Узники, переглядываясь, зашептались: «Мы станем гладиаторами-бестиариями!» Самые слабые испуганно сникли. В глазах других, воинственно настроенных, засверкали огоньки. Стать гладиатором! Пять лет принадлежать хозяину цирка. Сражаться, с кем прикажут. Убивать или погибнуть самому! Зато те, кому повезёт выжить, возвращаются домой с кошельком, нагруженным золотом. Богатые римляне не скупятся на подарки тем, кто позабавил их славным зрелищем. Пресыщенные матроны в поисках острых ощущений часто берут их в любовники. Восхищённые мальчишки бегут на улице за своими героями и подражают им, разыгрывая драки с деревянными мечами… Быть гладиатором — это своеобразная слава, хоть и страшная. Выживших так мало, но!.. Но лучше умереть в сражении, среди цветочных гирлянд, круглых мраморных скамей, монетного звона и возбуждённого шума толпы, чем сгнить заживо в отвратительной тюремной яме! Так думал не один узник.
Калигула осмотрел их, как полководец осматривает войска накануне важного сражения. Остался доволен.
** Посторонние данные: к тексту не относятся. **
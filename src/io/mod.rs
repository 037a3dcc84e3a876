//! I/O layer: image loading, bounding-box annotations, MAT-files, synset tables, and
//! `writers` for Kaldi text matrices, label files and JSON sidecars.
pub mod bbox;
pub use bbox::{BoundingBox, read_bbox};

pub mod images;
pub use images::{load_gray, load_rgb};

pub mod mat;
pub use mat::{MatArray, MatFile};

pub mod synsets;
pub use synsets::{Synset, SynsetTable};

pub mod writers;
— Взять всех! — громко приказал он Херее. — От лысого до лысого!
«От лысого до лысого»! В Риме эта поговорка значила: «Всех. От первого до последнего». Преторианцы лёгкими толчками и уколами мечей погнали узников к выходу.
— А меня за что?! — проходя мимо Гая, отчаянно взмолился шестидесятилетний старик. Он был хозяином таверны. Попался на том, что немилосердно разбавлял вино гнилой тибрской водой. Слишком слабое преступление, чтобы наказывать за него продажей в гладиаторы!
Гай, прищурившись, осмотрел сухое костлявое тело, скрытое грязной, потрёпанной туникой. Затем перевёл взгляд на загорелую, красно-коричневую лысину, окружённую венчиком жидких седых волос.
— За то, что ты — лысый! — вызывающе расхохотался он.